Jasper Williams Jr. speaks 'truth to power' at Aretha Franklin's funeral

"Speaking truth to power" is a four-star virtue for left-wing script writers. But what happens when someone speaks truth to power to African American and left-wing elites?

Boos fall like rain. Condemnations are issued. Apologies are demanded for hurt feelings.

Such as the reaction when Jasper Williams Jr. spoke truth at Aretha Franklin's funeral. The Queen of Soul's family called his remarks offensive. A USA Today headline called his remarks "divisive, political," as if nothing anyone else said during the hours-long celebration attended by left-wing activists and celebrities was partisan.

What horrible thing did Rev. Williams say? Truth. Truth to the powerful people sitting on the stage and to the millions viewing.

  • Blacks must stop killing each other.
  • Blacks people must start respecting black lives.
  • "There are not fathers in the home no more."
  • A black woman cannot raise a black boy to be a man.

And more:

Elsewhere is in his eulogy, Williams blamed integration and the civil rights movement for gutting the system where black-owned small businesses can thrive. His controversial comments hit a fever pitch, though, when he regurgitated some stale Republican talking points regarding “black-on-black crime,” four words that had no business being uttered at all during Aretha Franklin’s funeral.

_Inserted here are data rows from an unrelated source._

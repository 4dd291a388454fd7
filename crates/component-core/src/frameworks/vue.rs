//! Vue single-file components

use super::select_one;
use crate::error::Result;
use crate::framework::Framework;
use crate::prompt::{Prompter, SelectPrompt};
use crate::selection::ResolvedSelection;

pub const TEMPLATES: &[&str] = &["component-composition.vue", "component-options.vue"];

#[derive(Debug, Clone, Copy, PartialEq, Eq)]
pub enum ApiStyle {
    Composition,
    Options,
}

impl ApiStyle {
    const ALL: [ApiStyle; 2] = [ApiStyle::Composition, ApiStyle::Options];

    pub fn label(&self) -> &'static str {
        match self {
            ApiStyle::Composition => "Composition API",
            ApiStyle::Options => "Options API",
        }
    }
}

pub fn template(api: ApiStyle) -> &'static str {
    match api {
        ApiStyle::Composition => "component-composition.vue",
        ApiStyle::Options => "component-options.vue",
    }
}

pub async fn resolve<P: Prompter>(
    prompter: &mut P,
    name: String,
    folder: String,
) -> Result<ResolvedSelection> {
    let prompt = ApiStyle::ALL
        .iter()
        .fold(SelectPrompt::new("vue.api", "Which API style?"), |p, api| {
            p.choice(api.label(), template(*api))
        });
    let api = select_one(prompter, &prompt, &ApiStyle::ALL).await?;

    Ok(ResolvedSelection::new(Framework::Vue, name, template(api), folder))
}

“When we kill 100 of us, nobody says anything. Nobody does anything. Black-on-black crime. We’re all doing time. We’re locked up in our mind. There’s got to be a better way. We must stop this today… Do black lives matter? No, black lives do not matter. Black lives will not matter. Black lives ought not matter,” he said as the crowd applauded. “Black lives should not matter. Black lives must not matter. Until black people start respecting black lives and stop killing ourselves, black lives can never matter.”

For that he was called a "homophobic, sexist, misogynist, ableist, uneducated bigot."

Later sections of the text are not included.